Hunter Army Airfield , located in Savannah, Georgia, United States, is a military airfield and subordinate installation to Fort Stewart. Originally built in 1929 as Savannah Municipal Airport, the airfield was renamed Hunter Field in 1932, and continued to operate as a civil airport until 1940. Since 1940, the airfield has operated primarily as a military airfield and training site; originally as Savannah Army Air Base and then as Hunter Air Force Base. In 1967, the airfield was named Hunter Army Airfield (AAF) as part of the transfer from the United States Air Force to the United States Army.
Hunter features a runway that is 11,375 feet (3,467 m) long and an aircraft parking area that is more than 350 acres (1.4 km²). The runway and apron, combined with the 72,000 sq ft (6,689 m²) Departure/Arrival Airfield Control Group (DAACG) Facility and nearby railhead, allow the 3rd Infantry Division from nearby Fort Stewart to efficiently deploy soldiers and cargo worldwide. NASA identified Hunter as an alternate landing site for the Space Shuttle orbiters.
In 1929, the General Aviation Committee of the Savannah City Council recommended that the 730 acre (3 km²) Belmont Tract, belonging to J. C. Lewis, be accepted by the Council as the future site of the Savannah Municipal Airport. The cost of the land was $35,000. By September 1929, the runway and several buildings were ready and the city officially opened the new facility.
The airport became a part of Eastern Air Transport Incorporated air route on 2 December 1931, when Ida Hoynes, daughter of the Mayor, Thomas M. Hoynes, broke a bottle of Savannah River water on a propeller blade of an 18-passenger Curtiss Condor II during the christening ceremony.
The airport was named Hunter Municipal Airfield in May 1940 during Savannah Aviation Week in honor of Lieutenant Colonel Frank O’Driscoll Hunter, a Savannahian and World War I flying ace. Lt Col Hunter, who would later climb to the rank of Major General, was not scheduled to appear in Savannah that week. However, he paid a surprise visit to the field on the first day of Aviation Week while enroute to France to serve as a United States Military Air Attaché.
At the end of the war, the Hunter was used as a Separation Center for the discharge and furlough of servicemembers returning from Europe. In June 1946, the airfield was returned to the City of Savannah. From 1946 to 1949, many of its buildings were leased to industrial plants. Some of the buildings were used as apartment houses, and an orphanage was located in the former commanding officer’s quarters. The University of Georgia established an extension campus on part of the old base, as well.

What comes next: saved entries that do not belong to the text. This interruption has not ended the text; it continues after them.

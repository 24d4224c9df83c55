// SPDX-License-Identifier: Apache-2.0
// Copyright 2025 Au-Zone Technologies

//! Frame capture smoke runs.

use std::sync::atomic::{AtomicUsize, Ordering};
use std::sync::Arc;
use std::time::{Duration, Instant};

use crate::error::CliError;
use camflow::camera::CameraManager;
use camflow::geometry::Size;
use camflow::request::RequestStatus;
use camflow::sim::{ipu3_enumerator, SimSensor};
use camflow::stream::StreamRole;
use clap::Args as ClapArgs;
use serde::Serialize;

#[derive(ClapArgs, Debug)]
pub struct Args {
    /// Capture from the synthetic IPU3 pipeline instead of real hardware
    #[arg(long)]
    sim: bool,

    /// Number of frames to capture
    #[arg(short = 'n', long, default_value_t = 8)]
    frames: usize,

    /// Capture resolution as WIDTHxHEIGHT
    #[arg(short, long, default_value = "1280x720")]
    resolution: String,

    /// Camera name (defaults to the first registered camera)
    #[arg(short, long)]
    camera: Option<String>,

    /// Give up if the capture takes longer than this many seconds
    #[arg(long, default_value_t = 10)]
    timeout: u64,
}

#[derive(Debug, Serialize)]
struct CaptureSummary {
    camera: String,
    width: u32,
    height: u32,
    pixel_format: String,
    frames: usize,
    elapsed_ms: u128,
    fps: f64,
}

pub fn execute(args: Args, json: bool) -> Result<(), CliError> {
    log::debug!("Executing capture command: {:?}", args);

    let size = parse_resolution(&args.resolution)?;

    let mut manager = CameraManager::new();
    if args.sim {
        let (enumerator, _hub) =
            ipu3_enumerator(&[SimSensor::bayer("imx219", Size::new(3280, 2464))]);
        manager.start_with(enumerator)?;
    } else {
        manager.start()?;
    }

    let camera = match &args.camera {
        Some(name) => manager
            .get(name)
            .ok_or_else(|| CliError::CameraNotFound(name.clone()))?,
        None => manager
            .cameras()
            .first()
            .cloned()
            .ok_or_else(|| CliError::CameraNotFound("no cameras registered".to_string()))?,
    };

    camera.acquire()?;

    let mut config = camera.generate_configuration(&[StreamRole::VideoRecording])?;
    config.streams[0].width = size.width;
    config.streams[0].height = size.height;
    camera.configure(&config)?;
    camera.allocate_buffers()?;

    let cfg = config.streams[0];
    log::info!("capturing {} frames at {} from '{}'", args.frames, cfg, camera.name());

    let completed = Arc::new(AtomicUsize::new(0));
    let counter = completed.clone();
    let recycler = camera.clone();
    camera.request_completed().connect(move |request| {
        if request.status() != RequestStatus::Complete {
            return;
        }
        counter.fetch_add(1, Ordering::SeqCst);

        // Keep the pipeline saturated by recycling the completed buffer.
        let index = request.buffer(0).map(|buffer| buffer.index()).unwrap_or(0);
        if let Ok(mut next) = recycler.create_request() {
            if let Ok(buffer) = recycler.create_buffer(index) {
                let _ = next.add_buffer(0, buffer);
                let _ = recycler.queue_request(next);
            }
        }
    });

    camera.start()?;
    for index in 0..cfg.buffer_count {
        let mut request = camera.create_request()?;
        request.add_buffer(0, camera.create_buffer(index)?)?;
        camera.queue_request(request)?;
    }

    let started = Instant::now();
    let deadline = started + Duration::from_secs(args.timeout);
    while completed.load(Ordering::SeqCst) < args.frames {
        if Instant::now() > deadline {
            let _ = camera.stop();
            return Err(CliError::Timeout(format!(
                "captured {} of {} frames",
                completed.load(Ordering::SeqCst),
                args.frames
            )));
        }
        manager.process_events(Some(Duration::from_millis(100)))?;
    }
    let elapsed = started.elapsed();

    camera.stop()?;
    camera.free_buffers()?;
    camera.release()?;

    let frames = completed.load(Ordering::SeqCst);
    let summary = CaptureSummary {
        camera: camera.name().to_string(),
        width: cfg.width,
        height: cfg.height,
        pixel_format: cfg.pixel_format.to_string(),
        frames,
        elapsed_ms: elapsed.as_millis(),
        fps: frames as f64 / elapsed.as_secs_f64().max(f64::EPSILON),
    };

    if json {
        println!("{}", serde_json::to_string_pretty(&summary).unwrap());
    } else {
        println!(
            "captured {} frames at {}x{}-{} in {} ms",
            summary.frames, summary.width, summary.height, summary.pixel_format,
            summary.elapsed_ms
        );
    }

    Ok(())
}

fn parse_resolution(value: &str) -> Result<Size, CliError> {
    let (width, height) = value
        .split_once('x')
        .ok_or_else(|| CliError::InvalidArgs(format!("resolution '{}' is not WIDTHxHEIGHT", value)))?;
    let width = width
        .parse()
        .map_err(|_| CliError::InvalidArgs(format!("invalid width '{}'", width)))?;
    let height = height
        .parse()
        .map_err(|_| CliError::InvalidArgs(format!("invalid height '{}'", height)))?;
    Ok(Size::new(width, height))
}

#[cfg(test)]
mod tests {
    use super::*;

    #[test]
    fn test_parse_resolution() {
        assert_eq!(parse_resolution("1280x720").unwrap(), Size::new(1280, 720));
        assert_eq!(parse_resolution("640x480").unwrap(), Size::new(640, 480));
        assert!(parse_resolution("1280").is_err());
        assert!(parse_resolution("axb").is_err());
    }
}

In 1949, the 2d Bomb Wing was reactivated and moved from Tucson, Arizona, to Savannah’s Chatham Air Force Base. The limited facilities at the base, located eight miles (13 km) northwest of Savannah, made the site unfit for permanent use. Rather than see the Air Force move elsewhere, Savannah offered to exchange airfields with the federal government along with 3,500 acres (14 km²) of additional land around Hunter for future base expansions. September 1950, Hunter Air Force Base became the only U.S. Military installation named for a living American, MGen (Ret.) Frank O'D. Hunter
Brigadier General Frank Meszar, Commanding General of Fort Stewart, formally accepted the base from Colonel James A. Evans Jr., Commander of Hunter AFB, in a formal change of command and service ceremony on 1 April 1967. The headquarters of the Army Aviation School Element moved to Hunter from Fort Stewart, where it had been established during the summer of 1966. The element's mission was to coordinate the training of fixed-wing and rotary-wing aviators as an extension of the Army’s training programs at Fort Rucker and Fort Wolters, Texas.
On 28 July 1967, the combined facilities of Fort Stewart and Hunter Army Airfield were re-designated the United States Army Flight Training Center. Included was the Attack Helicopter Training Department, the Army's first attack helicopter school whose purpose was to train pilots in the AH-1G Cobra, the world's first purpose-built attack helicopter. The first class of Republic of Vietnam Air Force students began Advanced helicopter training at Hunter on 13 March 1970. As the number of Vietnamese flight students increased, flight training for U.S. Army officers and warrant officers at Hunter was gradually phased out, ending on 16 June 1970.
In 1973, Hunter was deactivated. It reopened in 1975, serving as a support facility for the 24th Infantry Division (Mechanized), at Fort Stewart. The 24th Infantry Division, or Victory Division, became part of the nation’s Rapid Deployment Force on 1 October 1980. The Victory Division’s ability to deploy on short notice was enhanced by its large runway (the Army’s longest runway east of the Mississippi River), Savannah’s deep-water port facility and excellent rail and road networks.